▶ **WORK TO COMPLETE**
Look through the material below and copy exactly the lines from the line with "clear the search" to the line with "let mut parts", those two lines included.

- - - - - - -

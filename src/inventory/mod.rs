//! Stock aggregation over the raw catalog payload

use std::collections::BTreeMap;

use serde_json::Value;

use crate::models::{ProductInfo, Quantity, RawProduct, RawStock};

/// Sums the `qty` of every warehouse entry.
///
/// Missing input counts as zero stock. Each `qty` is coerced with
/// [`coerce_qty`]. The sum is taken in `f64`, so it cannot overflow and
/// fractional quantities add up exactly like the payload's own numbers.
pub fn calc_quantity(stocks: Option<&[RawStock]>) -> f64 {
    stocks
        .unwrap_or_default()
        .iter()
        .map(|stock| stock.qty.as_ref().map_or(0.0, coerce_qty))
        .sum()
}

/// Builds the per-size stock summary for one product.
///
/// Sizes sharing an `origName` are not merged, the later entry wins.
pub fn build_product_info(product: &RawProduct) -> ProductInfo {
    let mut stock = BTreeMap::new();

    for size in product.sizes.as_deref().unwrap_or_default() {
        stock.insert(
            size.orig_name.clone(),
            Quantity::from(calc_quantity(size.stocks.as_deref())),
        );
    }

    ProductInfo {
        art: product.id,
        stock,
    }
}

/// Numeric value of a raw `qty`, following JavaScript's `Number()`:
/// numbers as-is, `true`/`false` as 1/0, `null` as 0, strings parsed as
/// numeric literals. Values `Number()` cannot convert (objects, arrays,
/// non-numeric strings) contribute 0.
fn coerce_qty(qty: &Value) -> f64 {
    match qty {
        Value::Number(n) => n.as_f64().unwrap_or(0.0),
        Value::Bool(flag) => f64::from(u8::from(*flag)),
        Value::String(s) => parse_numeric_literal(s).unwrap_or(0.0),
        Value::Null | Value::Array(_) | Value::Object(_) => 0.0,
    }
}

/// Parses a string the way `Number()` does: surrounding whitespace is
/// ignored, an empty string is 0, `0x`/`0o`/`0b` prefixes select the radix
/// and `Infinity` is accepted. `NaN` and Rust-only spellings like `inf`
/// are rejected.
fn parse_numeric_literal(s: &str) -> Option<f64> {
    let s = s.trim();
    if s.is_empty() {
        return Some(0.0);
    }

    let head = s.get(..2).map(str::to_ascii_lowercase);
    for (prefix, radix) in [("0x", 16), ("0o", 8), ("0b", 2)] {
        if head.as_deref() == Some(prefix) {
            let digits = &s[2..];
            if digits.is_empty() || !digits.chars().all(|c| c.is_digit(radix)) {
                return None;
            }
            return u128::from_str_radix(digits, radix).ok().map(|n| n as f64);
        }
    }

    match s {
        "Infinity" | "+Infinity" => return Some(f64::INFINITY),
        "-Infinity" => return Some(f64::NEG_INFINITY),
        _ => {}
    }

    let is_decimal = s
        .chars()
        .all(|c| c.is_ascii_digit() || matches!(c, '+' | '-' | '.' | 'e' | 'E'));
    if is_decimal { s.parse().ok() } else { None }
}
use crate::core::index::ContactIndex;
use crate::domain::model::{Contact, DetailView, GroupSection};

/// Holds the live query and the selected contact over an immutable list.
///
/// Every query change recomputes the visible sections from the full list.
/// The selection is independent of the query: narrowing the list does not
/// dismiss an open detail view.
#[derive(Debug, Clone)]
pub struct ContactBrowser {
    contacts: Vec<Contact>,
    query: String,
    sections: Vec<GroupSection>,
    selected: Option<Contact>,
}

impl ContactBrowser {
    pub fn new(contacts: Vec<Contact>) -> Self {
        let sections = ContactIndex::group(&contacts);
        Self {
            contacts,
            query: String::new(),
            sections,
            selected: None,
        }
    }

    pub fn contacts(&self) -> &[Contact] {
        &self.contacts
    }

    pub fn query(&self) -> &str {
        &self.query
    }

    pub fn set_query(&mut self, query: impl Into<String>) {
        self.query = query.into();
        self.sections = ContactIndex::query(&self.contacts, &self.query);
        tracing::debug!(
            "Query {:?} matched {} contacts in {} sections",
            self.query,
            self.visible_count(),
            self.sections.len()
        );
    }

    pub fn sections(&self) -> &[GroupSection] {
        &self.sections
    }

    pub fn visible_count(&self) -> usize {
        self.sections.iter().map(GroupSection::len).sum()
    }

    /// Contacts in the order they are rendered, across all sections.
    pub fn visible(&self) -> impl Iterator<Item = &Contact> {
        self.sections.iter().flat_map(|section| section.items.iter())
    }

    pub fn select(&mut self, contact: Contact) {
        tracing::debug!("Selected contact {}", contact.name);
        self.selected = Some(contact);
    }

    /// Select the contact at a 1-based position in the rendered list.
    ///
    /// Out-of-range positions leave the current selection as it was.
    pub fn select_at(&mut self, position: usize) -> Option<&Contact> {
        let contact = position
            .checked_sub(1)
            .and_then(|index| self.visible().nth(index))
            .cloned()?;
        self.select(contact);
        self.selected.as_ref()
    }

    pub fn clear_selection(&mut self) {
        self.selected = None;
    }

    pub fn selected(&self) -> Option<&Contact> {
        self.selected.as_ref()
    }

    pub fn detail(&self) -> DetailView<'_> {
        match &self.selected {
            Some(contact) => DetailView::Visible(contact),
            None => DetailView::Hidden,
        }
    }
}
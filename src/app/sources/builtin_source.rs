use crate::core::{Contact, ContactSource, Result};
use async_trait::async_trait;

const SAMPLE_CONTACTS: [(&str, &str, &str); 10] = [
    ("Ahmed", "03001234567", "Family"),
    ("Bilal", "03219876543", "Friends"),
    ("Usman", "03455566677", "Work"),
    ("Hassan", "03144455566", "Family"),
    ("Rizwan", "03011122233", "Friends"),
    ("Zubair", "03399988877", "Work"),
    ("Faisal", "03166677788", "Family"),
    ("Tariq", "03222233344", "Friends"),
    ("Kamran", "03433344455", "Work"),
    ("Imran", "03077788899", "Family"),
];

/// The sample list shown when no contact file is given.
#[derive(Debug, Clone, Copy, Default)]
pub struct BuiltinSource;

impl BuiltinSource {
    pub fn contacts() -> Vec<Contact> {
        SAMPLE_CONTACTS
            .iter()
            .map(|(name, number, group)| Contact::new(*name, *number, *group))
            .collect()
    }
}

#[async_trait]
impl ContactSource for BuiltinSource {
    fn name(&self) -> String {
        "built-in sample".to_string()
    }

    async fn load(&self) -> Result<Vec<Contact>> {
        Ok(Self::contacts())
    }
}
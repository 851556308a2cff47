use crate::app::render::{render, OutputFormat};
use crate::core::browser::ContactBrowser;
use crate::utils::error::Result;
use std::io::{BufRead, Write};

pub const PROMPT: &str = "Search by name or number";

const HELP: &str = "\
Type text to search by name or number (an empty line shows everything).
  :open N   show details for contact N
  :close    close the details
  :clear    clear the search
  :help     show this help
  :quit     exit
";

#[derive(Debug, Clone, PartialEq, Eq)]
pub enum Command {
    Search(String),
    Open(usize),
    Close,
    Clear,
    Help,
    Quit,
    Unknown(String),
}

impl Command {
    pub fn parse(line: &str) -> Self {
        let line = line.trim_end_matches(['\r', '\n']);
        let Some(rest) = line.strip_prefix(':') else {
            return Command::Search(line.to_string());
        };

        let mut parts = rest.split_whitespace();
        match (parts.next(), parts.next(), parts.next()) {
            (Some("open"), Some(n), None) => match n.parse() {
                Ok(position) => Command::Open(position),
                Err(_) => Command::Unknown(line.to_string()),
            },
            (Some("close"), None, None) => Command::Close,
            (Some("clear"), None, None) => Command::Clear,
            (Some("help"), None, None) => Command::Help,
            (Some("quit") | Some("q"), None, None) => Command::Quit,
            _ => Command::Unknown(line.to_string()),
        }
    }
}

/// Line-driven browsing: every line is a new query or a command, and the
/// view is re-rendered after each one.
pub struct Session<'a> {
    browser: &'a mut ContactBrowser,
    format: OutputFormat,
}

impl<'a> Session<'a> {
    pub fn new(browser: &'a mut ContactBrowser, format: OutputFormat) -> Self {
        Self { browser, format }
    }

    pub fn run<R: BufRead, W: Write>(&mut self, input: R, output: &mut W) -> Result<()> {
        writeln!(output, "{} (:help for commands)", PROMPT)?;
        output.write_all(render(self.browser, self.format)?.as_bytes())?;

        for line in input.lines() {
            let command = Command::parse(&line?);
            tracing::debug!("Session command: {:?}", command);

            if !self.apply(command, output)? {
                break;
            }
        }

        output.flush()?;
        Ok(())
    }

    // Returns false once the session should end.
    fn apply<W: Write>(&mut self, command: Command, output: &mut W) -> Result<bool> {
        match command {
            Command::Search(query) => self.browser.set_query(query),
            Command::Clear => self.browser.set_query(""),
            Command::Open(position) => {
                if self.browser.select_at(position).is_none() {
                    writeln!(output, "No contact at position {}", position)?;
                    return Ok(true);
                }
            }
            Command::Close => self.browser.clear_selection(),
            Command::Help => {
                output.write_all(HELP.as_bytes())?;
                return Ok(true);
            }
            Command::Quit => return Ok(false),
            Command::Unknown(line) => {
                writeln!(output, "Unknown command: {} (try :help)", line)?;
                return Ok(true);
            }
        }

        writeln!(output)?;
        output.write_all(render(self.browser, self.format)?.as_bytes())?;
        Ok(true)
    }
}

- - - - - - -

▶ **WRITTEN SOLUTION**
  :clear    clear the search
  :help     show this help
  :quit     exit
";

#[derive(Debug, Clone, PartialEq, Eq)]
pub enum Command {
    Search(String),
    Open(usize),
    Close,
    Clear,
    Help,
    Quit,
    Unknown(String),
}

impl Command {
    pub fn parse(line: &str) -> Self {
        let line = line.trim_end_matches(['\r', '\n']);
        let Some(rest) = line.strip_prefix(':') else {
            return Command::Search(line.to_string());
        };

        let mut parts = rest.split_whitespace();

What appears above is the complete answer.